Umbra on car trade-ins
I’m the not-so-proud owner of an 18-year-old Honda Civic — great car in that it gets 39 mpg, has a decent amount of zip, and generally runs well. However, it needs some mechanical work, the paint and some of the upholstery are shot, and the AC runs on Freon. I’ve reached the point of analysis paralysis in deciding whether to fix this car up or trade it in. At what point do you give up the ghost on an older car? And how bad would it be if I got the old car painted?
Driven to distraction,
San Leandro, Calif.
Passing the buck: I think this is a question for a trusted mechanic. I know we talk a lot about buying efficient items — from toilets to fridges to, yes, cars — and I often take my cues from the letter-writer as to whether they are ready to lay down the cash to upgrade.

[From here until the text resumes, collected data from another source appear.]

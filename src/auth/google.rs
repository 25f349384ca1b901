use anyhow::{anyhow, Context};
use async_trait::async_trait;
use reqwest::Client;
use serde::Deserialize;
use tracing::debug;

use crate::config::GoogleConfig;

const GOOGLE_AUTH_URL: &str = "https://accounts.google.com/o/oauth2/v2/auth";
const GOOGLE_TOKEN_URL: &str = "https://oauth2.googleapis.com/token";
const GOOGLE_USERINFO_URL: &str = "https://openidconnect.googleapis.com/v1/userinfo";
const SCOPE: &str = "openid email profile";

/// Profile returned by the identity provider after a successful login.
#[derive(Debug, Clone, Deserialize)]
pub struct ExternalIdentity {
    pub email: String,
    pub name: Option<String>,
    pub picture: Option<String>,
}

#[async_trait]
pub trait IdentityProvider: Send + Sync {
    fn authorize_url(&self, state: &str) -> String;
    async fn exchange_code(&self, code: &str) -> anyhow::Result<ExternalIdentity>;
}

#[derive(Debug, Deserialize)]
struct TokenResponse {
    access_token: String,
}

pub struct GoogleProvider {
    http: Client,
    client_id: String,
    client_secret: String,
    redirect_uri: String,
    auth_url: String,
    token_url: String,
    userinfo_url: String,
}

impl GoogleProvider {
    pub fn new(http: Client, cfg: &GoogleConfig, public_base_url: &str) -> Self {
        Self {
            http,
            client_id: cfg.client_id.clone(),
            client_secret: cfg.client_secret.clone(),
            redirect_uri: format!("{public_base_url}/api/v1/auth/google/callback"),
            auth_url: GOOGLE_AUTH_URL.into(),
            token_url: GOOGLE_TOKEN_URL.into(),
            userinfo_url: GOOGLE_USERINFO_URL.into(),
        }
    }

    /// Points token and userinfo calls at another host.
    #[cfg(test)]
    pub fn with_endpoints(mut self, token_url: String, userinfo_url: String) -> Self {
        self.token_url = token_url;
        self.userinfo_url = userinfo_url;
        self
    }
}

#[async_trait]
impl IdentityProvider for GoogleProvider {
    fn authorize_url(&self, state: &str) -> String {
        format!(
            "{}?client_id={}&redirect_uri={}&response_type=code&scope={}&state={}",
            self.auth_url,
            urlencoding::encode(&self.client_id),
            urlencoding::encode(&self.redirect_uri),
            urlencoding::encode(SCOPE),
            urlencoding::encode(state)
        )
    }

    async fn exchange_code(&self, code: &str) -> anyhow::Result<ExternalIdentity> {
        let params = [
            ("code", code),
            ("client_id", self.client_id.as_str()),
            ("client_secret", self.client_secret.as_str()),
            ("redirect_uri", self.redirect_uri.as_str()),
            ("grant_type", "authorization_code"),
        ];
        let response = self
            .http
            .post(&self.token_url)
            .form(&params)
            .send()
            .await
            .context("google token exchange")?;
        if !response.status().is_success() {
            return Err(anyhow!("google token exchange failed: {}", response.status()));
        }
        let token: TokenResponse = response.json().await.context("decode google token")?;

        let response = self
            .http
            .get(&self.userinfo_url)
            .bearer_auth(&token.access_token)
            .send()
            .await
            .context("google userinfo")?;
        if !response.status().is_success() {
            return Err(anyhow!("google userinfo failed: {}", response.status()));
        }
        let identity: ExternalIdentity = response.json().await.context("decode google userinfo")?;
        debug!(email = %identity.email, "google identity resolved");
        Ok(identity)
    }
}

/// Returns a fixed identity for any code.
#[cfg(test)]
pub struct FakeIdentityProvider(pub ExternalIdentity);

#[cfg(test)]
#[async_trait]
impl IdentityProvider for FakeIdentityProvider {
    fn authorize_url(&self, state: &str) -> String {
        format!("https://idp.test/authorize?state={state}")
    }

    async fn exchange_code(&self, code: &str) -> anyhow::Result<ExternalIdentity> {
        if code.is_empty() {
            anyhow::bail!("empty code");
        }
        Ok(self.0.clone())
    }
}
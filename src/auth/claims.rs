use serde::{Deserialize, Serialize};
use uuid::Uuid;

/// Purpose a signed token was issued for.
#[derive(Debug, Clone, Copy, Serialize, Deserialize, PartialEq, Eq)]
#[serde(rename_all = "snake_case")]
pub enum TokenKind {
    #[serde(alias = "Access")]
    Access,
    #[serde(alias = "Refresh")]
    Refresh,
    PasswordReset,
    #[serde(rename = "oauth_state")]
    OAuthState,
}

/// JWT payload shared by every token the service signs.
#[derive(Debug, Clone, Serialize, Deserialize)]
pub struct Claims {
    pub sub: Uuid,      // user ID (random nonce for oauth_state)
    pub iat: usize,     // issued at (unix timestamp)
    pub exp: usize,     // expires at (unix timestamp)
    pub iss: String,    // issuer
    pub aud: String,    // audience
    pub kind: TokenKind // token type
}
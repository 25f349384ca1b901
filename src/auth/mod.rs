use crate::state::AppState;
use axum::Router;

pub mod claims;
pub mod dto;
pub mod google;
mod handlers;
pub mod jwt;
pub mod password;
pub mod repo;
pub mod repo_types;
pub(crate) mod services;

pub fn router() -> Router<AppState> {
    Router::new()
        .merge(handlers::auth_routes())
        .merge(handlers::me_routes())
}
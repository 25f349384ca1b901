use serde::{Deserialize, Serialize};
use time::Date;

use crate::auth::repo_types::{Account, Goal};

#[derive(Debug, Serialize)]
pub struct ProfileResponse {
    pub user: Account,
    pub history_count: i64,
    pub meals_count: i64,
    pub total_calories: f64,
    pub profile_pic: String,
}

#[derive(Debug, Deserialize)]
pub struct UsernameRequest {
    pub username: String,
}

#[derive(Debug, Deserialize)]
pub struct ChangePasswordRequest {
    pub current_password: String,
    pub new_password: String,
}

#[derive(Debug, Deserialize)]
pub struct HealthRequest {
    #[serde(with = "crate::iso_date")]
    pub dob: Date,
    pub gender: String,
    pub height_cm: f64,
    pub weight_kg: f64,
    pub activity_level: String,
    pub goal: Goal,
}

#[derive(Debug, Serialize)]
pub struct HealthResponse {
    pub bmi: Option<f64>,
    pub recommended_calories: Option<i32>,
    /// Latest selectable birth date.
    #[serde(with = "crate::iso_date")]
    pub max_date: Date,
}

#[derive(Debug, Serialize)]
pub struct AvatarResponse {
    pub profile_pic: String,
}
use anyhow::Context;
use serde::Deserialize;
use time::{macros::format_description, UtcOffset};

#[derive(Debug, Clone, Deserialize)]
pub struct JwtConfig {
    pub secret: String,
    pub issuer: String,
    pub audience: String,
    pub ttl_minutes: i64,
    pub refresh_ttl_minutes: i64,
}

#[derive(Debug, Clone, Deserialize)]
pub struct OpenAiConfig {
    pub api_key: String,
    pub base_url: String,
    pub model: String,
}

#[derive(Debug, Clone, Deserialize)]
pub struct StorageConfig {
    pub endpoint: String,
    pub bucket: String,
    pub access_key: String,
    pub secret_key: String,
}

#[derive(Debug, Clone, Deserialize)]
pub struct GoogleConfig {
    pub client_id: String,
    pub client_secret: String,
}

/// Mail relay settings; when absent reset links are only logged.
#[derive(Debug, Clone, Deserialize)]
pub struct MailConfig {
    pub api_url: String,
    pub api_key: Option<String>,
    pub from: String,
}

#[derive(Debug, Clone)]
pub struct AppConfig {
    pub database_url: String,
    pub jwt: JwtConfig,
    pub openai: OpenAiConfig,
    pub storage: StorageConfig,
    pub google: Option<GoogleConfig>,
    pub mail: Option<MailConfig>,
    /// Externally reachable origin, used for reset links and OAuth redirects.
    pub public_base_url: String,
    /// Offset that defines "today" for the dashboard.
    pub utc_offset: UtcOffset,
}

impl AppConfig {
    pub fn from_env() -> anyhow::Result<Self> {
        let database_url = std::env::var("DATABASE_URL").context("DATABASE_URL not set")?;
        let jwt = JwtConfig {
            secret: std::env::var("JWT_SECRET").context("JWT_SECRET not set")?,
            issuer: std::env::var("JWT_ISSUER").unwrap_or_else(|_| "nutritrack".into()),
            audience: std::env::var("JWT_AUDIENCE").unwrap_or_else(|_| "nutritrack-users".into()),
            ttl_minutes: std::env::var("JWT_TTL_MINUTES")
                .ok()
                .and_then(|v| v.parse::<i64>().ok())
                .unwrap_or(60),
            refresh_ttl_minutes: std::env::var("JWT_REFRESH_TTL_MINUTES")
                .ok()
                .and_then(|v| v.parse::<i64>().ok())
                .unwrap_or(60 * 24 * 14),
        };
        let openai = OpenAiConfig {
            api_key: std::env::var("OPENAI_API_KEY").context("OPENAI_API_KEY not set")?,
            base_url: std::env::var("OPENAI_BASE_URL")
                .unwrap_or_else(|_| "https://api.openai.com/v1".into()),
            model: std::env::var("OPENAI_MODEL").unwrap_or_else(|_| "gpt-3.5-turbo".into()),
        };
        let storage = StorageConfig {
            endpoint: std::env::var("MINIO_ENDPOINT")
                .unwrap_or_else(|_| "http://localhost:9000".into()),
            bucket: std::env::var("MINIO_BUCKET").unwrap_or_else(|_| "nutritrack".into()),
            access_key: std::env::var("MINIO_ACCESS_KEY").unwrap_or_else(|_| "minioadmin".into()),
            secret_key: std::env::var("MINIO_SECRET_KEY").unwrap_or_else(|_| "minioadmin".into()),
        };
        let google = match (
            std::env::var("GOOGLE_CLIENT_ID"),
            std::env::var("GOOGLE_CLIENT_SECRET"),
        ) {
            (Ok(client_id), Ok(client_secret)) => Some(GoogleConfig {
                client_id,
                client_secret,
            }),
            _ => None,
        };
        let mail = std::env::var("MAIL_API_URL").ok().map(|api_url| MailConfig {
            api_url,
            api_key: std::env::var("MAIL_API_KEY").ok(),
            from: std::env::var("MAIL_FROM").unwrap_or_else(|_| "no-reply@nutritrack.local".into()),
        });
        let public_base_url = std::env::var("PUBLIC_BASE_URL")
            .unwrap_or_else(|_| "http://localhost:8080".into())
            .trim_end_matches('/')
            .to_string();
        let utc_offset = match std::env::var("APP_UTC_OFFSET") {
            Ok(raw) => parse_utc_offset(&raw)?,
            Err(_) => UtcOffset::current_local_offset().unwrap_or(UtcOffset::UTC),
        };

        Ok(Self {
            database_url,
            jwt,
            openai,
            storage,
            google,
            mail,
            public_base_url,
            utc_offset,
        })
    }
}

/// Parses `+HH:MM` / `-HH:MM`.
pub fn parse_utc_offset(raw: &str) -> anyhow::Result<UtcOffset> {
    let fmt = format_description!("[offset_hour sign:mandatory]:[offset_minute]");
    UtcOffset::parse(raw.trim(), &fmt).with_context(|| format!("invalid APP_UTC_OFFSET {raw:?}"))
}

I figure people don’t write in about buying a new car unless it’s a real possibility for them. Today, though, you got me on the old “is it good money after bad, or bad money after bad?” train of thought. It’s the car dilemma — when is the money just being thrown into a bottomless transmission?
You have a great car already, from an environmental standpoint, so there’s no need for me to encourage you to downsize or upgrade. Because the only answer to your question about when to give up the ghost is “when you get sick of fixing the car,” only you and your mechanic can predict when that will be. What you need to know is something I can’t tell you, namely, when will this car fail you? Mechanics know cars, they like cars, and unless they are fancy-car snobs, they are fond of your old clunker and its endless get-up-and-go.
Take it to the mechanic and ask for a long-term prognosis. What is going to go next? What major repairs are coming down the tailpipe of time? How much will it cost to get a new coat of paint? Is there anything to do about the shot upholstery? How about the Freon in the AC — how much would a retrofit cost? Then look around at the classifieds and see what an environmentally comparable car will cost you. After doing both of these, you’ll have new information.
You’ll be able to ballpark the price differences between keeping and maintaining the car and buying a new car. You’ll know how exhausted you feel at the thought of keeping the car running versus the thought of vetting a parade of newer Civics. These have got to be your deciding factors.
Don’t worry about the coat of paint. Paint protects the car from degradation and as such is a worthy expenditure to keep a good thing going strong.